I'm working on a chord grid. Here is an image of what I put together for the minor scale.

I'm just finishing labeling the major scale grid and struck a problem. I tried to Google the D# scale to ensure the keys in the vertical list are correct and couldn't find one. I only found it listed as the E flat major scale.

If I use E♭ major then it messes up the horizontal row for the C scale. This is what my grid should look like. I've only used C, D and E for examples sake:

E  F   F# G   G#  A  A#  B  C   C# D   D#
D  D#  E  F   F#  G  G#  A  A#  B  C   C#
C  C#  D  D#  E   F  F#  G  G#  A  A#  B

If I use E♭ in the D♯ column I have to change to to E♭. This then looks strange because the C row will be C, C♯, D, B♭ ...

Is there a D♯ major scale or any other way to write this?


4 Answers 4


There is a D♯ major scale, it's just rather rare you'll have anything written in that key. In this key you have no natural notes and all notes are either sharps or double sharps which is the same with any sharp key besides F♯ and C♯. Whatever that graphic is and whatever it is suppose to accomplish, you won't be able to make the scales in your figure without using double sharps and that will screw up the rest of it.

The key signature itself would consist of 5 sharps (D♯, E♯, G♯, A♯, B♯) and 2 double sharps (C𝄪 and F𝄪). If you wanted to compose in this key in Equal temperament where there is no difference in between sharp and flat notes, it makes much more sense to call it E♭ which only has three flats which are B♭, E♭, and A♭.

  • 4
    There is no reason why a piece shouldn't modulate into D# major, without changing the key signature. In fact Bach illustrated that principle in book 1 of the Well-Tempered Clavier, where the prelude in E flat minor contains some chords of F flat major, and the fugue in D sharp minor contains some chords of E sharp major. Respelling the F flat chords as E natural, and the E sharps as F natural, doesn't actually make the music easier to read.
    – user19146
    Commented Oct 17, 2016 at 22:07
  • 11
    I'm aghast to discover my font doesn't support the double-sharp glyph :( Commented Oct 17, 2016 at 22:26
  • 1
    Infamously, part of Chopin's Polonaise in A-flat major, Op. 53 ("Heroic") is written in D Sharp Major, at least in some editions. Check out the 7th page of the Schirmer edition in ks.imslp.info/files/imglnks/usimg/9/90/… and the 5th page of the Peters edition in ks.imslp.info/files/imglnks/usimg/5/5b/…!
    – Dekkadeci
    Commented Jun 22, 2017 at 18:30
  • 1
    @Alvaro Enharmonic Equivalence. D# is enharmonically equivalent to Eb. In equal temperament instruments, they are the exact same frequency so they'll sound exactly the same. There's no reason to go to double sharps when it's the same to most instruments as Eb. For the instruments where Eb and D# are different, it makes a slight difference, but most won't be able to differentiate
    – Dom
    Commented Dec 11, 2018 at 3:12
  • 1
    @Dom E flat and D sharp are the same on every 12-tone keyboard, regardless of how it's tuned. If you have a split-key keyboard tuned in quarter-comma meantone, D sharp major will be horribly out of tune (because the G key is not split, so there's no F-double-sharp key). Everyone would be able to tell the difference. But nobody would even have thought about writing in D sharp major in those days.
    – phoog
    Commented Apr 6, 2022 at 5:49

There is a D# major scale. However, the D# major scale has 9 sharps (including E#, B#, F## and C##) which makes it very hard to read. The enharmonic equivalent (Eb major) only has 3 flats (Bb Eb Ab) and is much better and preferable.

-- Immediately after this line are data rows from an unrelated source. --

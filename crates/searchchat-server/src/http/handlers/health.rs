//! Health handler.

use std::sync::Arc;

use axum::{extract::State, response::IntoResponse, Json};

use crate::state::AppState;

/// Health check endpoint.
pub async fn health_check(State(state): State<Arc<AppState>>) -> impl IntoResponse {
    Json(serde_json::json!({
        "status": "ok",
        "provider_configured": state.is_configured(),
    }))
}
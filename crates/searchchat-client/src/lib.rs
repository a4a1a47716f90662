//! Client library for SearchChat.
//!
//! Provides the HTTP client for the SearchChat server and the client-side
//! chat session that owns the transcript between turns.

pub mod error;
pub mod http;
pub mod session;

pub use error::ClientError;
pub use http::HttpClient;
pub use session::{ChatSession, DisplayMessage};
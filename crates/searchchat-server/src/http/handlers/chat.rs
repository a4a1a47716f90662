//! HTTP handler for `POST /api/chat`.

use std::sync::Arc;

use axum::{
    extract::{rejection::JsonRejection, State},
    Json,
};
use tracing::{error, info, warn};

use searchchat_core::{ChatRequest, ChatResponse, TurnError, TurnRequest};

use crate::http::error::ApiError;
use crate::state::AppState;

/// POST /api/chat - run one conversation turn.
pub async fn chat(
    State(state): State<Arc<AppState>>,
    json_result: Result<Json<ChatRequest>, JsonRejection>,
) -> Result<Json<ChatResponse>, ApiError> {
    // Check if a provider is configured
    let engine = match &state.engine {
        Some(engine) => engine,
        None => {
            error!("Chat requested but OPENAI_API_KEY is not set");
            return Err(ApiError::NotConfigured);
        }
    };

    // Handle JSON parsing errors
    let req = match json_result {
        Ok(Json(req)) => req,
        Err(rejection) => {
            warn!(error = %rejection, "Invalid JSON in request body");
            return Err(ApiError::InvalidJson {
                message: rejection.body_text(),
            });
        }
    };

    info!(
        conversation_id = req.conversation_id.as_ref().map(|id| id.as_str()).unwrap_or("-"),
        history_len = req.conversation_history.len(),
        "Received chat request"
    );

    match engine.run(TurnRequest::from(req)).await {
        Ok(outcome) => Ok(Json(outcome.into())),
        Err(TurnError::Validation(e)) => {
            warn!(error = %e, "Rejected chat request");
            Err(ApiError::Validation(e))
        }
        Err(e) => {
            error!(error = %e, "Chat turn failed");
            Err(e.into())
        }
    }
}
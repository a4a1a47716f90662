//! Boundary to the remote model provider.

use async_trait::async_trait;

use crate::error::ProviderError;
use crate::shaper::{ProviderReply, ProviderRequest};

/// A remote model that answers one request with one reply.
///
/// Implementations own transport concerns (credentials, model name,
/// timeouts); the turn engine only sees requests and replies.
#[async_trait]
pub trait ResponsesProvider: Send + Sync {
    /// Send one request and wait for the complete reply.
    async fn create_response(&self, request: &ProviderRequest)
        -> Result<ProviderReply, ProviderError>;
}
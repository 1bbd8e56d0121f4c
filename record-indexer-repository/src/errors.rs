//! Error types for repository access.

use thiserror::Error;

/// Errors raised while fetching from an upstream repository.
///
/// Non-success statuses and unexpected bodies are not errors; they end the
/// current sequence (or yield an empty record) instead.
#[derive(Debug, Clone, Error)]
pub enum RepositoryError {
    /// Configured base URL or a derived endpoint is not a valid URL.
    #[error("Invalid URL: {0}")]
    InvalidUrl(String),

    /// Request failed on the wire.
    #[error("Transport error: {0}")]
    Transport(String),
}

impl RepositoryError {
    /// Create an invalid URL error.
    pub fn invalid_url(msg: impl Into<String>) -> Self {
        Self::InvalidUrl(msg.into())
    }

    /// Create a transport error.
    pub fn transport(msg: impl Into<String>) -> Self {
        Self::Transport(msg.into())
    }
}
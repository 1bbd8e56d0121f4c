//! # Record Indexer Search
//!
//! This crate provides the index adapter used by the record indexer. It
//! includes the provider abstraction over the search engine, concrete
//! providers for the Elasticsearch 7 and 8 protocols, and [`IndexClient`],
//! which turns every write into an [`IndexResult`](record_indexer_shared::IndexResult).

pub mod client;
pub mod config;
pub mod errors;
pub mod interfaces;
mod provider_impl;
pub mod types;
pub mod v7;
pub mod v8;
mod wire;

pub use client::IndexClient;
pub use config::{BasicAuth, EngineVersion, SearchEngineConfig};
pub use errors::SearchIndexError;
pub use interfaces::SearchIndexProvider;
pub use types::{BulkItemOutcome, WriteOutcome};

/// Build the provider matching the configured engine version.
///
/// # Arguments
///
/// * `config` - Engine connection settings
///
/// # Returns
///
/// * `Ok(Box<dyn SearchIndexProvider>)` - A provider speaking the configured protocol
/// * `Err(SearchIndexError)` - If the node URL or transport settings are invalid
pub fn build_provider(
    config: &SearchEngineConfig,
) -> Result<Box<dyn SearchIndexProvider>, SearchIndexError> {
    match config.version {
        EngineVersion::V7 => Ok(Box::new(v7::OpenSearchProvider::new(config)?)),
        EngineVersion::V8 => Ok(Box::new(v8::ElasticsearchProvider::new(config)?)),
    }
}
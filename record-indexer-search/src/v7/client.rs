//! OpenSearch client implementation.
//!
//! This module provides the concrete implementation of `SearchIndexProvider`
//! for the version 7 protocol using the OpenSearch Rust client.

use opensearch::{
    auth::Credentials,
    http::transport::{SingleNodeConnectionPool, TransportBuilder},
    OpenSearch,
};
use tracing::info;
use url::Url;

use crate::config::{EngineVersion, SearchEngineConfig};
use crate::errors::SearchIndexError;
use crate::provider_impl::impl_search_index_provider;

/// Version 7 provider backed by the OpenSearch client.
pub struct OpenSearchProvider {
    client: OpenSearch,
}

impl OpenSearchProvider {
    /// Create a new provider connected to the configured node.
    ///
    /// # Arguments
    ///
    /// * `config` - Node URL, credentials and timeout
    ///
    /// # Returns
    ///
    /// * `Ok(OpenSearchProvider)` - A new provider instance
    /// * `Err(SearchIndexError)` - If the URL is invalid or transport setup fails
    pub fn new(config: &SearchEngineConfig) -> Result<Self, SearchIndexError> {
        let node = config.primary_node()?;
        let parsed_url = Url::parse(node).map_err(|e| SearchIndexError::connection(e.to_string()))?;

        let conn_pool = SingleNodeConnectionPool::new(parsed_url);
        let mut builder = TransportBuilder::new(conn_pool).disable_proxy();
        if let Some(timeout) = config.connection_timeout {
            builder = builder.timeout(timeout);
        }
        if let Some(auth) = &config.basic_auth {
            builder = builder.auth(Credentials::Basic(auth.user.clone(), auth.password.clone()));
        }
        let transport = builder
            .build()
            .map_err(|e| SearchIndexError::connection(e.to_string()))?;

        info!(url = %node, version = 7, "Created search engine client");

        Ok(Self {
            client: OpenSearch::new(transport),
        })
    }
}

impl_search_index_provider!(OpenSearchProvider, opensearch, EngineVersion::V7);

Ask yourself this question:

Would you rather play a piece containing the notes:

D# E# F## G# A# B# C## D# or Eb F G Ab Bb C D Eb?

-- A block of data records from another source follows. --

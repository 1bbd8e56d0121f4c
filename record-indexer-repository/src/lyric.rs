//! Category-based repository.
//!
//! Records live under a numeric category and are listed through
//! `data/category/{categoryId}[/organization/{org}]` with page-number
//! pagination. Each record carries its identity in `systemId` and its owner in
//! `organization`.

use async_stream::stream;
use async_trait::async_trait;
use serde_json::Value;
use tracing::{debug, info, warn};
use url::Url;

use crate::errors::RepositoryError;
use crate::http::{endpoint, with_query, HttpClient};
use crate::repository::{RecordBatchStream, Repository};
use record_indexer_shared::{DataRecord, LyricRepositoryConfig};

const IDENTITY_SOURCE: &str = "systemId";
const OWNER_FIELD: &str = "organization";
const VALIDITY_FIELD: &str = "isValid";
const VIEW: &str = "compound";

/// One parsed listing page.
struct Page {
    records: Vec<DataRecord>,
    total_pages: Option<u64>,
}

impl Page {
    /// Accepts `{records, pagination: {totalPages}}` or a bare array of records.
    fn parse(body: Value) -> Option<Self> {
        match body {
            Value::Array(_) => Some(Self {
                records: DataRecord::batch_from_value(body)?,
                total_pages: None,
            }),
            Value::Object(mut fields) => {
                let total_pages = fields
                    .get("pagination")
                    .and_then(|p| p.get("totalPages"))
                    .and_then(Value::as_u64);
                let records = DataRecord::batch_from_value(fields.remove("records")?)?;
                Some(Self {
                    records,
                    total_pages,
                })
            }
            _ => None,
        }
    }
}

/// Repository adapter for the category-based variant.
pub struct LyricRepository {
    config: LyricRepositoryConfig,
    http: HttpClient,
}

impl LyricRepository {
    pub fn new(config: LyricRepositoryConfig, http: HttpClient) -> Self {
        info!(
            code = %config.common.code,
            base_url = %config.common.base_url,
            category_id = config.category_id,
            pagination_size = ?config.common.pagination_size,
            "Created category repository"
        );
        Self { config, http }
    }

    fn category_segment(&self) -> String {
        self.config.category_id.to_string()
    }

    /// Normalize the identity and drop invalid records when configured to.
    fn prepare(&self, records: Vec<DataRecord>) -> Vec<DataRecord> {
        records
            .into_iter()
            .filter(|record| {
                !self.config.valid_data_only
                    || record.get(VALIDITY_FIELD).and_then(Value::as_bool) != Some(false)
            })
            .map(|record| record.with_identity_from(IDENTITY_SOURCE))
            .collect()
    }

    /// Walk the listing at `listing` page by page.
    fn paginate(&self, listing: Result<Url, RepositoryError>) -> RecordBatchStream<'_> {
        let page_size = self.config.common.pagination_size;

        Box::pin(stream! {
            let listing = match listing {
                Ok(url) => url,
                Err(e) => {
                    yield Err(e);
                    return;
                }
            };

            let mut page: u64 = 1;
            loop {
                let mut query = vec![("view", VIEW.to_string())];
                if let Some(size) = page_size {
                    query.push(("pageSize", size.to_string()));
                    query.push(("page", page.to_string()));
                }
                let url = with_query(&listing, &query);

                let body = match self.http.get_json(&url).await {
                    Ok(Some(body)) => body,
                    Ok(None) => break,
                    Err(e) => {
                        yield Err(e);
                        break;
                    }
                };

                let Some(parsed) = Page::parse(body) else {
                    warn!(url = %url, "Unexpected listing page shape");
                    break;
                };

                let received = parsed.records.len();
                debug!(url = %url, page, records = received, "Fetched page");
                yield Ok(self.prepare(parsed.records));

                match (page_size, parsed.total_pages) {
                    (Some(_), Some(total)) if page < total && received > 0 => page += 1,
                    _ => break,
                }
            }
        })
    }
}

#[async_trait]
impl Repository for LyricRepository {
    fn stream_all(&self) -> RecordBatchStream<'_> {
        let category = self.category_segment();
        self.paginate(endpoint(
            &self.config.common.base_url,
            &["data", "category", &category],
        ))
    }

    fn stream_by_organization<'a>(&'a self, organization: &'a str) -> RecordBatchStream<'a> {
        let category = self.category_segment();
        self.paginate(endpoint(
            &self.config.common.base_url,
            &["data", "category", &category, "organization", organization],
        ))
    }

    async fn get_record(&self, organization: &str, id: &str) -> Result<DataRecord, RepositoryError> {
        let category = self.category_segment();
        let url = endpoint(
            &self.config.common.base_url,
            &["data", "category", &category, "id", id],
        )?;
        let url = with_query(&url, &[("view", VIEW.to_string())]);

        let Some(record) = self.http.get_json(&url).await?.and_then(DataRecord::from_value) else {
            return Ok(DataRecord::new());
        };

        if record.get_str(OWNER_FIELD) != Some(organization) {
            debug!(id = %id, organization = %organization, "Record belongs to another organization");
            return Ok(DataRecord::new());
        }

        Ok(record.with_identity_from(IDENTITY_SOURCE))
    }
}

#[cfg(test)]
mod tests {
    use super::*;
    use crate::http::DEFAULT_TIMEOUT;
    use futures::StreamExt;
    use mockito::{Matcher, Server};
    use record_indexer_shared::RepositoryCommon;
    use serde_json::json;

    fn config(base_url: &str, pagination_size: Option<u32>) -> LyricRepositoryConfig {
        LyricRepositoryConfig {
            common: RepositoryCommon {
                code: "lyricRepo1".to_string(),
                name: "Lyric Repository".to_string(),
                base_url: base_url.to_string(),
                index_name: "index_1_1".to_string(),
                pagination_size,
                kafka_topic: None,
            },
            category_id: 123,
            valid_data_only: true,
        }
    }

    fn repository(base_url: &str, pagination_size: Option<u32>) -> LyricRepository {
        LyricRepository::new(
            config(base_url, pagination_size),
            HttpClient::new(DEFAULT_TIMEOUT).unwrap(),
        )
    }

    async fn collect(stream: RecordBatchStream<'_>) -> Vec<Result<Vec<DataRecord>, RepositoryError>> {
        stream.collect().await
    }

    fn page_body(ids: &[u32], current: u32, total: u32) -> String {
        let records: Vec<Value> = ids
            .iter()
            .map(|id| json!({"systemId": format!("SYS{id}"), "organization": "ACME", "data": {"n": id}}))
            .collect();
        json!({
            "records": records,
            "pagination": {"currentPage": current, "pageSize": 2, "totalPages": total, "totalRecords": 5}
        })
        .to_string()
    }

    #[tokio::test]
    async fn test_stream_all_paginates_until_total_pages() {
        let mut server = Server::new_async().await;
        let mut mocks = Vec::new();
        for (page, ids) in [(1, vec![1, 2]), (2, vec![3, 4]), (3, vec![5])] {
            let mock = server
                .mock("GET", Matcher::Regex(r"^/data/category/123($|\?)".to_string()))
                .match_query(Matcher::AllOf(vec![
                    Matcher::UrlEncoded("view".into(), "compound".into()),
                    Matcher::UrlEncoded("pageSize".into(), "2".into()),
                    Matcher::UrlEncoded("page".into(), page.to_string()),
                ]))
                .with_status(200)
                .with_header("content-type", "application/json")
                .with_body(page_body(&ids, page, 3))
                .expect(1)
                .create_async()
                .await;
            mocks.push(mock);
        }

        let repo = repository(&server.url(), Some(2));
        let batches = collect(repo.stream_all()).await;

        assert_eq!(batches.len(), 3);
        let records: Vec<DataRecord> = batches.into_iter().flat_map(|b| b.unwrap()).collect();
        assert_eq!(records.len(), 5);
        assert_eq!(records[0].id(), Some("SYS1".to_string()));
        assert!(records[0].get("systemId").is_none());
        for mock in mocks {
            mock.assert_async().await;
        }
    }

    #[tokio::test]
    async fn test_stream_all_unpaginated_makes_one_call() {
        let mut server = Server::new_async().await;
        let mock = server
            .mock("GET", Matcher::Regex(r"^/data/category/123($|\?)".to_string()))
            .match_query(Matcher::UrlEncoded("view".into(), "compound".into()))
            .with_status(200)
            .with_body(page_body(&[1, 2], 1, 3))
            .expect(1)
            .create_async()
            .await;

        let repo = repository(&server.url(), None);
        let batches = collect(repo.stream_all()).await;

        assert_eq!(batches.len(), 1);
        assert_eq!(batches[0].as_ref().unwrap().len(), 2);
        mock.assert_async().await;
    }

    #[tokio::test]
    async fn test_stream_by_organization_uses_organization_path() {
        let mut server = Server::new_async().await;
        let mock = server
            .mock(
                "GET",
                Matcher::Regex(r"^/data/category/123/organization/ACME($|\?)".to_string()),
            )
            .match_query(Matcher::Any)
            .with_status(200)
            .with_body(page_body(&[7], 1, 1))
            .expect(1)
            .create_async()
            .await;

        let repo = repository(&server.url(), Some(10));
        let batches = collect(repo.stream_by_organization("ACME")).await;

        assert_eq!(batches.len(), 1);
        assert_eq!(batches[0].as_ref().unwrap()[0].id(), Some("SYS7".to_string()));
        mock.assert_async().await;
    }

    #[tokio::test]
    async fn test_non_success_status_ends_stream() {
        let mut server = Server::new_async().await;
        let mock = server
            .mock("GET", Matcher::Any)
            .with_status(401)
            .expect(1)
            .create_async()
            .await;

        let repo = repository(&server.url(), Some(100));
        let batches = collect(repo.stream_all()).await;

        assert!(batches.is_empty());
        mock.assert_async().await;
    }

    #[tokio::test]
    async fn test_malformed_page_ends_stream() {
        let mut server = Server::new_async().await;
        server
            .mock("GET", Matcher::Any)
            .with_status(200)
            .with_body(json!({"records": "nope"}).to_string())
            .create_async()
            .await;

        let repo = repository(&server.url(), Some(2));
        assert!(collect(repo.stream_all()).await.is_empty());
    }

    #[tokio::test]
    async fn test_transport_error_is_yielded_once() {
        let repo = repository("http://127.0.0.1:1", Some(2));
        let batches = collect(repo.stream_all()).await;

        assert_eq!(batches.len(), 1);
        assert!(matches!(batches[0], Err(RepositoryError::Transport(_))));
    }

    #[tokio::test]
    async fn test_invalid_data_is_dropped() {
        let mut server = Server::new_async().await;
        server
            .mock("GET", Matcher::Any)
            .with_status(200)
            .with_body(
                json!({"records": [
                    {"systemId": "A", "isValid": true},
                    {"systemId": "B", "isValid": false},
                    {"systemId": "C"}
                ]})
                .to_string(),
            )
            .create_async()
            .await;

        let repo = repository(&server.url(), None);
        let batches = collect(repo.stream_all()).await;
        let ids: Vec<Option<String>> = batches[0].as_ref().unwrap().iter().map(DataRecord::id).collect();

        assert_eq!(ids, vec![Some("A".to_string()), Some("C".to_string())]);
    }

    #[tokio::test]
    async fn test_get_record_checks_ownership() {
        let mut server = Server::new_async().await;
        server
            .mock("GET", Matcher::Regex(r"^/data/category/123/id/42($|\?)".to_string()))
            .match_query(Matcher::UrlEncoded("view".into(), "compound".into()))
            .with_status(200)
            .with_body(json!({"systemId": "42", "organization": "ACME", "data": {}}).to_string())
            .expect(2)
            .create_async()
            .await;

        let repo = repository(&server.url(), None);

        let owned = repo.get_record("ACME", "42").await.unwrap();
        assert_eq!(owned.id(), Some("42".to_string()));

        let foreign = repo.get_record("OTHER", "42").await.unwrap();
        assert!(foreign.is_empty());
    }

    #[tokio::test]
    async fn test_get_record_not_found_is_empty() {
        let mut server = Server::new_async().await;
        server
            .mock("GET", Matcher::Any)
            .with_status(404)
            .create_async()
            .await;

        let repo = repository(&server.url(), None);
        assert!(repo.get_record("ACME", "missing").await.unwrap().is_empty());
    }
}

Instances of D# Major in a song are going to be rare. Then again, I think studying this can be helpful for processing enharmonic notes with different names (i.e. E# seeing "E#" instead of "F" - as you'll get in the D# major scale). But of course, you will more commonly see Eb Major (Eb F G Ab Bb C D) which is the enharmonic equivalent to D# Major.

  • Why are they rare? Is there any reason for it besides that we've made it's notation harder?
    – Alvaro
    Commented Dec 11, 2018 at 1:12

Because there already exist a Eb Major scale. The only two major scales with a sharp in the name being C sharp and F sharp major.

Remember the scale system aims to give a scale for every pitch in the octave and also give scales from zero to seven sharps and flats.

Because we have 7 flat keys and 7 sharp keys a C Major that is zero for both we have 15 keys but only 12 tones in an octave.

That means at 3 places we have one tone with two scales. (C# - Db, Cb - B and F# - Gb) D# Major is just simply not one of these places.

  • As other answers and comments have pointed out D# major is used, although very rarely. I've seen pieces that have modulated from C# to D#.